Mr. Poulos’ acute observations prompted these thoughts on the subject of Mr. Ricoeur:
Paul Ricoeur, in Oneself as Another , strives to reconcile the ancient quest for a substantive good with the modern respect for formal individual rights – which is not unlike Tocqueville’s enterprise and thus of great interest to us ever-alert postmodern conservatives. But Ricoeur’s scales tip finally in favor of formalism and rights. Commitment to particular conceptions of the good must yield finally to participation in the process of adjusting and reconciling such conceptions, a process which is authorized (implicitly - p. 290) by an arbitrary resort to faith in "Progress" to take precedence over particular conceptions. The only solid and determinate constraints on arguments are formal and negative; they are embodied in the Kantian & universalistic "path of justification"; concrete notions of the good, which arise along the "path of actualization," are thus by nature provisional - they are "grist for the mill" of universalization. But if the good can never be justified in its own name, then how can it avoid being ground down to nothingness?

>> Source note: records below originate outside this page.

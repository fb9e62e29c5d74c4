/*  Copyright 2022-23, Juspay India Pvt Ltd
    This program is free software: you can redistribute it and/or modify it under the terms of the GNU Affero General Public License
    as published by the Free Software Foundation, either version 3 of the License, or (at your option) any later version. This program
    is distributed in the hope that it will be useful, but WITHOUT ANY WARRANTY; without even the implied warranty of MERCHANTABILITY
    or FITNESS FOR A PARTICULAR PURPOSE. See the GNU Affero General Public License for more details. You should have received a copy of
    the GNU Affero General Public License along with this program. If not, see <https://www.gnu.org/licenses/>.
*/

//! A stand-in for the fleet REST API, served on an ephemeral local port.

use actix_web::{web, App, HttpRequest, HttpResponse, HttpServer};
use serde_json::{json, Value};

pub const FLEET_TOKEN: &str = "fleet-token";

fn authorized(req: &HttpRequest) -> bool {
    req.headers()
        .get("authorization")
        .and_then(|header_value| header_value.to_str().ok())
        == Some(format!("Bearer {FLEET_TOKEN}").as_str())
}

fn respond(req: &HttpRequest, body: Value) -> HttpResponse {
    if authorized(req) {
        HttpResponse::Ok().json(body)
    } else {
        HttpResponse::Unauthorized().json(json!({ "message": "invalid token" }))
    }
}

async fn daily_status(req: HttpRequest) -> HttpResponse {
    respond(
        &req,
        json!({
            "data": [
                {
                    "vehicleNumber": "GJ19Y9782",
                    "unscheduledStops": [{ "totalTime": 900 }, { "totalTime": 2100 }],
                    "geoFenceStops": [{ "totalTime": 500 }, { "totalTime": 1500 }],
                    "dailyRunning": [{ "distance": "50" }, { "distance": "80.5" }]
                },
                null,
                {
                    "vehicleNumber": "KA01AB1234",
                    "geoFenceStops": [{ "totalTime": 2500 }],
                    "idlingStops": [{ "totalTime": "n/a" }],
                    "idlingCount": 3,
                    "dailyRunning": null
                }
            ]
        }),
    )
}

async fn geofences(req: HttpRequest) -> HttpResponse {
    respond(
        &req,
        json!([
            { "_id": "g1", "name": "Surat Depot", "lat": 21.17, "long": 72.83, "radius": 2, "distance_unit": "km" },
            { "_id": "g2", "name": "Surat Port", "lat": "21.10", "long": "72.70", "radius": 800, "distance_unit": "m" },
            { "_id": "g3", "name": "Surat Broken", "lat": "unknown", "long": 72.0, "radius": 1 },
            { "_id": "g4", "name": "Vadodara Hub", "lat": 22.30, "long": 73.18, "radius": 1.5 }
        ]),
    )
}

async fn live_locations(req: HttpRequest) -> HttpResponse {
    respond(
        &req,
        json!({
            "data": [
                { "_id": "l1", "vehicleNumber": "GJ19Y9782", "status": "Running" },
                { "_id": "l2", "vehicleNumber": "GJ05AB0001", "status": "parked" },
                { "_id": "l3", "vehicleNumber": "KA01AB1234", "status": "idle" },
                { "_id": "l4", "vehicleNumber": "MH12XY0001", "status": "No data since 2 days" },
                "garbage"
            ]
        }),
    )
}

async fn vehicle_documents(req: HttpRequest) -> HttpResponse {
    respond(
        &req,
        json!([
            { "_id": "d1", "vehicleNumber": "GJ19Y9782", "documentType": "Insurance", "expiryDate": "2099-01-01", "resolved": false },
            { "_id": "d2", "vehicleNumber": "GJ19Y9782", "documentType": "PUC", "expiryDate": "2001-05-01T00:00:00.000Z", "resolved": false },
            { "_id": "d3", "vehicleNumber": "KA01AB1234", "documentType": "Permit", "expiryDate": "2001-05-01", "resolved": true }
        ]),
    )
}

async fn failing(_: HttpRequest) -> HttpResponse {
    HttpResponse::InternalServerError().finish()
}

fn routes(config: &mut web::ServiceConfig) {
    config
        .route("/veyza-api/v0/dailyStatus", web::get().to(daily_status))
        .route("/veyza-api/v0/geofences", web::get().to(geofences))
        .route("/veyza-api/v0/get-live-location", web::get().to(live_locations))
        .route("/veyza-api/v0/vehicle-documents", web::get().to(vehicle_documents))
        .route("/broken/v0/dailyStatus", web::get().to(failing));
}

/// Starts the stand-in fleet API and returns its address, e.g. `http://127.0.0.1:40123`.
pub fn spawn_fleet_api() -> String {
    let server = HttpServer::new(|| App::new().configure(routes))
        .workers(1)
        .bind(("127.0.0.1", 0))
        .expect("Failed to bind the fleet API stand-in");

    let address = server
        .addrs()
        .first()
        .copied()
        .expect("Fleet API stand-in has no address");

    actix_web::rt::spawn(server.run());

    format!("http://{address}")
}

Ricoeur’s commitment to universal actualization finally prevails over his interest in a concrete notion of the good life or of happiness. The horizon of (human) "recognition" has the last word over any horizon of the Good, or of God. Rather than talking about the good, he can go no further than talking about talking about the good. The "narrative" which enframes the work is a narrative determined by the conventions of the modern intellectual and therefore, finally, by the progressive, scientific, objectivist pretentions that lie behind those conventions. Like Derrida, though in much more moderate tones, Ricoeur accepts the negative directionality implicit in the modern intellectual standpoint: though he cannot yet name what he is for, Ricoeur knows what obstacle must be overcome: the moral prejudices of non-intellectuals.
We must conclude, alas, that the great Ricoeur falls just short of the demanding standards of postmodern conservatism.